Im Jahr 2000 gab Frei zusammen mit anderen Historikern die Quellenedition Standort- und Kommandanturbefehle des Konzentrationslagers Auschwitz 1940–1945 heraus. Rechtsextremisten und Holocaust-Leugner wie Ursula Haverbeck und Hans Püschel entdeckten das Buch 2015 für ihre Zwecke: Sie sehen darin fälschlicherweise einen Beleg dafür, dass die Massenvernichtung der Juden im „Dritten Reich“ nicht stattgefunden habe. Frei selbst ordnete das Werk im ARD-Interview ein: „Die Befehle [...] enthalten eine Fülle von mehr oder weniger verdeckten, aber leicht zu entschlüsselnden Hinweisen darauf, dass zu einem bestimmten Zeitpunkt aus dem Lagerkomplex Auschwitz das Vernichtungslager geworden ist; dass eben in Birkenau auch die Vernichtung stattgefunden hat.“[4]
Sein zuerst 2001 erschienenes Buch Karrieren im Zwielicht. Hitlers Eliten nach 1945 (Taschenbuch unter dem Titel Hitlers Eliten nach 1945) behandelt die mangelhafte Auseinandersetzung mit NS-Tätern in der Bundesrepublik.[5] Ihre zum Teil glänzenden Karrieren, die sie trotz beziehungsweise wegen ihrer nationalsozialistischen Vergangenheit einschlagen konnten, stehen im Mittelpunkt der Betrachtung, der im Jahre 2002 eine sechsteilige Fernsehdokumentation des Südwestrundfunks folgte.
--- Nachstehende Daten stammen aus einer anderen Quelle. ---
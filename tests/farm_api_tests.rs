use std::net::SocketAddr;
use std::sync::Arc;

use axum::{
    body::Body,
    extract::connect_info::MockConnectInfo,
    http::{Request, StatusCode},
    Router,
};
use http_body_util::BodyExt;
use serde_json::{json, Value};
use tower::ServiceExt;

use render_farm::config::FarmConfig;
use render_farm::farm::server::router;
use render_farm::farm::transfer::TransferStore;
use render_farm::farm::FarmRegistry;

const MAX_BUNDLE: usize = 1024 * 1024;

fn create_test_app() -> (Router, Arc<FarmRegistry>) {
    let registry = Arc::new(FarmRegistry::new(&FarmConfig::default()));
    let app = router(Arc::clone(&registry), MAX_BUNDLE)
        .layer(MockConnectInfo(SocketAddr::from(([10, 0, 0, 7], 40000))));
    (app, registry)
}

async fn call(app: &Router, method: &str, uri: &str, body: Option<Value>) -> (StatusCode, Value) {
    let builder = Request::builder().method(method).uri(uri);
    let request = match body {
        Some(body) => builder
            .header("content-type", "application/json")
            .body(Body::from(body.to_string()))
            .unwrap(),
        None => builder.body(Body::empty()).unwrap(),
    };
    let response = app.clone().oneshot(request).await.unwrap();
    let status = response.status();
    let bytes = response.into_body().collect().await.unwrap().to_bytes();
    let json = if bytes.is_empty() {
        Value::Null
    } else {
        serde_json::from_slice(&bytes).unwrap_or(Value::Null)
    };
    (status, json)
}

async fn register(app: &Router) -> String {
    let (status, body) = call(
        app,
        "POST",
        "/api/register",
        Some(json!({"hostname": "render-01", "port": 0, "capacity": 2})),
    )
    .await;
    assert_eq!(status, StatusCode::OK);
    body["node_id"].as_str().unwrap().to_string()
}

async fn add_job(app: &Router, project: &str) -> String {
    let (status, body) = call(
        app,
        "POST",
        "/api/add_job",
        Some(json!({"project": project, "settings": {"format": "PNG", "preset": null}})),
    )
    .await;
    assert_eq!(status, StatusCode::OK, "{body}");
    body["job_id"].as_str().unwrap().to_string()
}

#[tokio::test]
async fn test_status_identifies_the_service() {
    let (app, _) = create_test_app();
    let (status, body) = call(&app, "GET", "/api/status", None).await;

    assert_eq!(status, StatusCode::OK);
    assert_eq!(body["service"], "render-farm");
    assert_eq!(body["nodes"], json!([]));
    assert_eq!(body["pending"], 0);
}

#[tokio::test]
async fn test_register_uses_peer_address() {
    let (app, _) = create_test_app();
    let node_id = register(&app).await;
    assert!(node_id.starts_with("10.0.0.7:0-"));

    let (_, body) = call(&app, "GET", "/api/status", None).await;
    assert_eq!(body["nodes"][0]["address"], "10.0.0.7");
    assert_eq!(body["nodes"][0]["hostname"], "render-01");
    assert_eq!(body["nodes"][0]["state"], "online");
}

#[tokio::test]
async fn test_job_round_trip_over_http() {
    let (app, registry) = create_test_app();
    let node_id = register(&app).await;
    let job_id = add_job(&app, "/share/shot.moho").await;

    let (status, body) = call(&app, "POST", "/api/get_job", Some(json!({"node_id": node_id}))).await;
    assert_eq!(status, StatusCode::OK);
    assert_eq!(body["job"]["id"], job_id.as_str());
    assert_eq!(body["job"]["status"], "reserved");
    assert_eq!(body["job"]["settings"]["format"], "PNG");

    let (status, body) = call(
        &app,
        "POST",
        "/api/heartbeat",
        Some(json!({"node_id": node_id, "jobs": [{"job_id": job_id, "progress": 0.5}]})),
    )
    .await;
    assert_eq!(status, StatusCode::OK);
    assert_eq!(body["cancel_jobs"], json!([]));

    let (status, body) = call(
        &app,
        "POST",
        "/api/job_complete",
        Some(json!({"node_id": node_id, "job_id": job_id, "outcome": {"status": "completed"}})),
    )
    .await;
    assert_eq!(status, StatusCode::OK);
    assert_eq!(body["accepted"], true);

    // A repeated report is harmless.
    let (status, body) = call(
        &app,
        "POST",
        "/api/job_complete",
        Some(json!({"node_id": node_id, "job_id": job_id, "outcome": {"status": "completed"}})),
    )
    .await;
    assert_eq!(status, StatusCode::OK);
    assert_eq!(body["accepted"], false);

    let id = job_id.parse().unwrap();
    assert_eq!(
        registry.get(&id).await.unwrap().status,
        render_farm::scheduler::JobStatus::Completed
    );
}

#[tokio::test]
async fn test_empty_pool_returns_null_job() {
    let (app, _) = create_test_app();
    let node_id = register(&app).await;
    let (status, body) = call(&app, "POST", "/api/get_job", Some(json!({"node_id": node_id}))).await;
    assert_eq!(status, StatusCode::OK);
    assert_eq!(body["job"], Value::Null);
}

#[tokio::test]
async fn test_error_status_codes() {
    let (app, _) = create_test_app();

    let (status, body) = call(
        &app,
        "POST",
        "/api/heartbeat",
        Some(json!({"node_id": "nobody", "jobs": []})),
    )
    .await;
    assert_eq!(status, StatusCode::NOT_FOUND);
    assert!(body["error"].as_str().unwrap().contains("nobody"));

    let (status, _) = call(
        &app,
        "POST",
        "/api/add_job",
        Some(json!({"project": "/share/a.moho", "settings": {"quality": 42}})),
    )
    .await;
    assert_eq!(status, StatusCode::BAD_REQUEST);

    let job_id = add_job(&app, "/share/a.moho").await;
    let (status, _) = call(&app, "POST", &format!("/api/jobs/{}/cancel", job_id), Some(json!({}))).await;
    assert_eq!(status, StatusCode::CONFLICT);

    let (status, _) = call(&app, "POST", &format!("/api/jobs/{}/retry", job_id), Some(json!({}))).await;
    assert_eq!(status, StatusCode::CONFLICT);

    let missing = uuid::Uuid::new_v4();
    let (status, _) = call(&app, "DELETE", &format!("/api/jobs/{}", missing), None).await;
    assert_eq!(status, StatusCode::NOT_FOUND);
}

#[tokio::test]
async fn test_cancel_assign_and_remove_endpoints() {
    let (app, _) = create_test_app();
    let node_id = register(&app).await;
    let job_id = add_job(&app, "/share/a.moho").await;

    let (status, _) = call(
        &app,
        "POST",
        &format!("/api/jobs/{}/assign", job_id),
        Some(json!({"node_id": node_id})),
    )
    .await;
    assert_eq!(status, StatusCode::OK);

    let (_, body) = call(&app, "POST", "/api/get_job", Some(json!({"node_id": node_id}))).await;
    assert_eq!(body["job"]["id"], job_id.as_str());

    let (status, _) = call(&app, "POST", &format!("/api/jobs/{}/cancel", job_id), Some(json!({}))).await;
    assert_eq!(status, StatusCode::OK);
    let (_, body) = call(
        &app,
        "POST",
        "/api/heartbeat",
        Some(json!({"node_id": node_id, "jobs": [{"job_id": job_id, "progress": 0.1}]})),
    )
    .await;
    assert_eq!(body["cancel_jobs"], json!([job_id]));

    // Still held by the node, so it cannot be removed yet.
    let (status, _) = call(&app, "DELETE", &format!("/api/jobs/{}", job_id), None).await;
    assert_eq!(status, StatusCode::CONFLICT);

    call(
        &app,
        "POST",
        "/api/job_complete",
        Some(json!({"node_id": node_id, "job_id": job_id, "outcome": {"status": "cancelled"}})),
    )
    .await;
    let (status, _) = call(&app, "DELETE", &format!("/api/jobs/{}", job_id), None).await;
    assert_eq!(status, StatusCode::OK);

    let (_, body) = call(&app, "GET", "/api/queue", None).await;
    assert_eq!(body["pending"], json!([]));
    assert_eq!(body["active"], json!([]));
}

#[tokio::test]
async fn test_bundle_upload_and_download() {
    let dir = tempfile::tempdir().unwrap();
    let registry = Arc::new(
        FarmRegistry::new(&FarmConfig::default()).with_transfers(TransferStore::new(dir.path())),
    );
    let app = router(Arc::clone(&registry), MAX_BUNDLE)
        .layer(MockConnectInfo(SocketAddr::from(([127, 0, 0, 1], 40000))));

    let job_id = uuid::Uuid::new_v4().to_string();
    let payload = b"PK fake zip bytes".to_vec();
    let request = Request::builder()
        .method("PUT")
        .uri(format!("/api/transfer/{}", job_id))
        .header("content-type", "application/zip")
        .body(Body::from(payload.clone()))
        .unwrap();
    let response = app.clone().oneshot(request).await.unwrap();
    assert_eq!(response.status(), StatusCode::OK);

    let request = Request::builder()
        .uri(format!("/api/transfer/{}", job_id))
        .body(Body::empty())
        .unwrap();
    let response = app.clone().oneshot(request).await.unwrap();
    assert_eq!(response.status(), StatusCode::OK);
    let bytes = response.into_body().collect().await.unwrap().to_bytes();
    assert_eq!(bytes.to_vec(), payload);

    let (status, _) = call(&app, "GET", &format!("/api/transfer/{}", uuid::Uuid::new_v4()), None).await;
    assert_eq!(status, StatusCode::NOT_FOUND);
}

#[tokio::test]
async fn test_oversized_bundle_is_rejected() {
    let dir = tempfile::tempdir().unwrap();
    let registry = Arc::new(
        FarmRegistry::new(&FarmConfig::default()).with_transfers(TransferStore::new(dir.path())),
    );
    let app = router(registry, 16).layer(MockConnectInfo(SocketAddr::from(([127, 0, 0, 1], 1))));

    let request = Request::builder()
        .method("PUT")
        .uri(format!("/api/transfer/{}", uuid::Uuid::new_v4()))
        .body(Body::from(vec![0u8; 1024]))
        .unwrap();
    let response = app.oneshot(request).await.unwrap();
    assert_eq!(response.status(), StatusCode::PAYLOAD_TOO_LARGE);
}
Die Mitarbeiter des Bandes widmeten sich den beruflichen Werdegängen von Medizinern (Tobias Freimüller), Unternehmern (Tim Schanetzky), Offizieren (Jens Scholten), Juristen (Marc von Miquel) und Journalisten (Matthias Weiß). Beispielhaft seien erwähnt Reinhard Gehlen, der spätere Chef des Bundesnachrichtendienstes, Reinhard Höhn, später Leiter der Akademie für Führungskräfte der Wirtschaft in Bad Harzburg, Werner Naumann, Ernst Achenbach und Franz Six, die die Nachkriegs-FDP infiltrierten. Es treten die alten Seilschaften zu Tage, die ihr Einflussgebiet auch nach der „Stunde Null“ der Bundesrepublik Deutschland zielsicher zu wahren, wenn nicht zu erweitern wussten.[6]